Correlation Between Morgan Stanley and Aker Solutions
Can any of the company-specific risk be diversified away by investing in both Morgan Stanley and Aker Solutions at the same time? Although using a correlation coefficient on its own may not help to predict future stock returns, this module helps to understand the diversifiable risk of combining Morgan Stanley and Aker Solutions into the same portfolio, which is an essential part of the fundamental portfolio management process.
By analyzing existing cross correlation between Morgan Stanley Direct and Aker Solutions ASA, you can compare the effects of market volatilities on Morgan Stanley and Aker Solutions and check how they will diversify away market risk if combined in the same portfolio for a given time horizon. You can also utilize pair trading strategies of matching a long position in Morgan Stanley with a short position of Aker Solutions. Check out your portfolio center. Please also check ongoing floating volatility patterns of Morgan Stanley and Aker Solutions.
Diversification Opportunities for Morgan Stanley and Aker Solutions
0.36 | Correlation Coefficient |
Weak diversification
The 3 months correlation between Morgan and Aker is 0.36. Overlapping area represents the amount of risk that can be diversified away by holding Morgan Stanley Direct and Aker Solutions ASA in the same portfolio, assuming nothing else is changed. The correlation between historical prices or returns on Aker Solutions ASA and Morgan Stanley is a relative statistical measure of the degree to which these equity instruments tend to move together. The correlation coefficient measures the extent to which returns on Morgan Stanley Direct are associated (or correlated) with Aker Solutions. Values of the correlation coefficient range from -1 to +1, where. The correlation of zero (0) is possible when the price movement of Aker Solutions ASA has no effect on the direction of Morgan Stanley i.e., Morgan Stanley and Aker Solutions go up and down completely randomly.

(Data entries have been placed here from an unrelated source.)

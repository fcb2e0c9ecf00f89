//! One Sorteador session: the drawn numbers plus the reveal in progress.

use rand::Rng;

use crate::pool::{self, DrawState};
use crate::reveal::{AnimationState, CancelHandle, RevealAnimator, RevealObserver, RevealTiming};
use crate::scheduler::{Scheduler, TimerToken};

pub const MAX_HISTORY_VISIBLE: usize = 10;

/// Font scale and opacity for the i-th history entry (0 = most recent).
/// Scale shrinks from 1.5 toward 0.55 and opacity fades from 1 toward 0.35.
pub fn history_fade(index: usize) -> (f64, f64) {
    let ratio = (index + 1) as f64 / MAX_HISTORY_VISIBLE as f64;
    (1.5 - ratio * 0.95, 1.0 - ratio * 0.65)
}

/// Holds a finished reveal's number until the session records it.
#[derive(Debug, Default)]
struct PendingCommit(Option<u8>);

impl RevealObserver for PendingCommit {
    fn on_tick(&mut self, value: u8) {
        tracing::trace!(value, "decoy");
    }

    fn on_complete(&mut self, target: u8) {
        self.0 = Some(target);
    }
}

pub struct DrawSession<R> {
    drawn: DrawState,
    animator: RevealAnimator,
    reveal: Option<CancelHandle>,
    commit: PendingCommit,
    rng: R,
}

impl<R: Rng> DrawSession<R> {
    pub fn new(timing: RevealTiming, rng: R) -> Self {
        Self {
            drawn: DrawState::new(),
            animator: RevealAnimator::new(timing),
            reveal: None,
            commit: PendingCommit::default(),
            rng,
        }
    }

    /// Pick a number and start revealing it. Does nothing while a reveal is
    /// running or once every number is out.
    pub fn draw_next<S: Scheduler>(&mut self, scheduler: &mut S) -> bool {
        if self.is_animating() || self.drawn.is_exhausted() {
            return false;
        }

        let target = match pool::pick_next(self.drawn.as_slice(), &mut self.rng) {
            Ok(n) => n,
            Err(e) => {
                tracing::warn!("draw refused: {}", e);
                return false;
            }
        };

        let handle = self
            .animator
            .start_reveal(target, scheduler, &mut self.rng, &mut self.commit);
        self.reveal = Some(handle);
        self.settle();
        true
    }

    /// Feed a fired timer to the reveal. Returns false if it wasn't ours.
    pub fn on_timer<S: Scheduler>(&mut self, token: TimerToken, scheduler: &mut S) -> bool {
        let handled = self
            .animator
            .on_timer(token, scheduler, &mut self.rng, &mut self.commit);
        self.settle();
        handled
    }

    /// Stop any reveal in flight without committing its number.
    pub fn cancel_reveal<S: Scheduler>(&mut self, scheduler: &mut S) {
        if let Some(handle) = self.reveal.take() {
            self.animator.cancel(handle, scheduler);
        }
        self.commit = PendingCommit::default();
    }

    pub fn clear<S: Scheduler>(&mut self, scheduler: &mut S) {
        self.cancel_reveal(scheduler);
        self.drawn.clear();
        tracing::info!("drawn numbers cleared");
    }

    fn settle(&mut self) {
        let Some(number) = self.commit.0.take() else {
            return;
        };
        self.reveal = None;
        match self.drawn.push(number) {
            Ok(()) => tracing::info!(number, count = self.drawn.len(), "number drawn"),
            Err(e) => tracing::warn!("reveal finished with unusable number: {}", e),
        }
    }

    pub fn is_animating(&self) -> bool {
        self.animator.is_running()
    }

    pub fn is_exhausted(&self) -> bool {
        self.drawn.is_exhausted()
    }

    pub fn animation_state(&self) -> AnimationState {
        self.animator.state()
    }

    pub fn drawn(&self) -> &[u8] {
        self.drawn.as_slice()
    }

    pub fn is_drawn(&self, n: u8) -> bool {
        self.drawn.contains(n)
    }

    pub fn last_drawn(&self) -> Option<u8> {
        self.drawn.last()
    }

    /// Number for the big display: the flickering decoy while animating,
    /// otherwise the last drawn.
    pub fn display_number(&self) -> Option<u8> {
        match self.animator.state() {
            AnimationState::Running { current_display, .. } => Some(current_display),
            AnimationState::Idle => self.drawn.last(),
        }
    }

    /// Everything but the last drawn number, most recent first.
    pub fn history(&self) -> Vec<u8> {
        let drawn = self.drawn.as_slice();
        match drawn.split_last() {
            Some((_, earlier)) => earlier.iter().rev().copied().collect(),
            None => Vec::new(),
        }
    }

    pub fn visible_history(&self) -> Vec<u8> {
        let mut history = self.history();
        history.truncate(MAX_HISTORY_VISIBLE);
        history
    }

    pub fn has_more_history(&self) -> bool {
        self.drawn.len().saturating_sub(1) > MAX_HISTORY_VISIBLE
    }

    /// Drawn numbers in draw order, ready for the clipboard.
    pub fn export_text(&self) -> String {
        self.drawn
            .as_slice()
            .iter()
            .map(|n| n.to_string())
            .collect::<Vec<_>>()
            .join(", ")
    }
}

#[cfg(test)]
mod tests {
    use super::*;
    use crate::pool::BALL_COUNT;
    use crate::scheduler::TimerQueue;
    use rand::SeedableRng;
    use rand_chacha::ChaCha8Rng;
    use std::time::Duration;

    fn session(seed: u64) -> DrawSession<ChaCha8Rng> {
        DrawSession::new(RevealTiming::default(), ChaCha8Rng::seed_from_u64(seed))
    }

    fn finish(session: &mut DrawSession<ChaCha8Rng>, timers: &mut TimerQueue) {
        while let Some(token) = timers.fire_next() {
            session.on_timer(token, timers);
        }
    }

    #[test]
    fn test_draw_commits_after_reveal() {
        let mut timers = TimerQueue::new();
        let mut s = session(1);

        assert!(s.draw_next(&mut timers));
        assert!(s.is_animating());
        assert!(s.drawn().is_empty());
        assert!(s.display_number().is_some());

        let target = match s.animation_state() {
            AnimationState::Running { target, .. } => target,
            AnimationState::Idle => panic!("expected a running reveal"),
        };

        finish(&mut s, &mut timers);
        assert!(!s.is_animating());
        assert_eq!(s.drawn(), &[target]);
        assert_eq!(s.display_number(), Some(target));
        assert!(timers.now() >= Duration::from_millis(3000));
    }

    #[test]
    fn test_draw_ignored_while_animating() {
        let mut timers = TimerQueue::new();
        let mut s = session(2);

        assert!(s.draw_next(&mut timers));
        assert!(!s.draw_next(&mut timers));
        assert_eq!(timers.len(), 1);
        finish(&mut s, &mut timers);
        assert_eq!(s.drawn().len(), 1);
    }

    #[test]
    fn test_full_session_draws_every_number_once() {
        let mut timers = TimerQueue::new();
        let mut s = session(3);

        while s.draw_next(&mut timers) {
            finish(&mut s, &mut timers);
        }

        assert!(s.is_exhausted());
        let mut all = s.drawn().to_vec();
        all.sort_unstable();
        assert_eq!(all, (1..=BALL_COUNT).collect::<Vec<_>>());
        assert!(!s.draw_next(&mut timers));
    }

    #[test]
    fn test_clear_mid_reveal_discards_number() {
        let mut timers = TimerQueue::new();
        let mut s = session(4);

        s.draw_next(&mut timers);
        finish(&mut s, &mut timers);
        s.draw_next(&mut timers);
        if let Some(token) = timers.fire_next() {
            s.on_timer(token, &mut timers);
        }

        s.clear(&mut timers);
        assert!(!s.is_animating());
        assert!(s.drawn().is_empty());
        assert_eq!(s.display_number(), None);
        assert!(timers.is_empty());

        timers.advance_by(Duration::from_millis(5000));
        while let Some(token) = timers.pop_due() {
            s.on_timer(token, &mut timers);
        }
        assert!(s.drawn().is_empty());
    }

    #[test]
    fn test_history_order_and_truncation() {
        let mut timers = TimerQueue::new();
        let mut s = session(5);

        for _ in 0..3 {
            s.draw_next(&mut timers);
            finish(&mut s, &mut timers);
        }
        let drawn = s.drawn().to_vec();
        assert_eq!(s.history(), vec![drawn[1], drawn[0]]);
        assert!(!s.has_more_history());

        for _ in 0..10 {
            s.draw_next(&mut timers);
            finish(&mut s, &mut timers);
        }
        assert_eq!(s.history().len(), 12);
        assert_eq!(s.visible_history().len(), MAX_HISTORY_VISIBLE);
        assert_eq!(s.visible_history()[0], s.drawn()[11]);
        assert!(s.has_more_history());
    }

    #[test]
    fn test_export_text_in_draw_order() {
        let mut timers = TimerQueue::new();
        let mut s = session(6);
        assert_eq!(s.export_text(), "");

        for _ in 0..2 {
            s.draw_next(&mut timers);
            finish(&mut s, &mut timers);
        }
        let drawn = s.drawn();
        assert_eq!(s.export_text(), format!("{}, {}", drawn[0], drawn[1]));
    }

    #[test]
    fn test_history_fade_ramp() {
        let (scale, opacity) = history_fade(0);
        assert!((scale - 1.405).abs() < 1e-9);
        assert!((opacity - 0.935).abs() < 1e-9);

        let (scale, opacity) = history_fade(MAX_HISTORY_VISIBLE - 1);
        assert!((scale - 0.55).abs() < 1e-9);
        assert!((opacity - 0.35).abs() < 1e-9);
    }
}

Pair Corralation between Morgan Stanley and Aker Solutions
Given the investment horizon of 90 days Morgan Stanley is expected to generate 44.79 times less return on investment than Aker Solutions. But when comparing it to its historical volatility, Morgan Stanley Direct is 17.23 times less risky than Aker Solutions. It trades about 0.09 of its potential returns per unit of risk. Aker Solutions ASA is currently generating about 0.23 of returns per unit of risk over similar time horizon. If you would invest 539.00 in Aker Solutions ASA on September 23, 2024 and sell it today you would earn a total of 461.00 from holding Aker Solutions ASA or generate 85.53% return on investment over 90 days.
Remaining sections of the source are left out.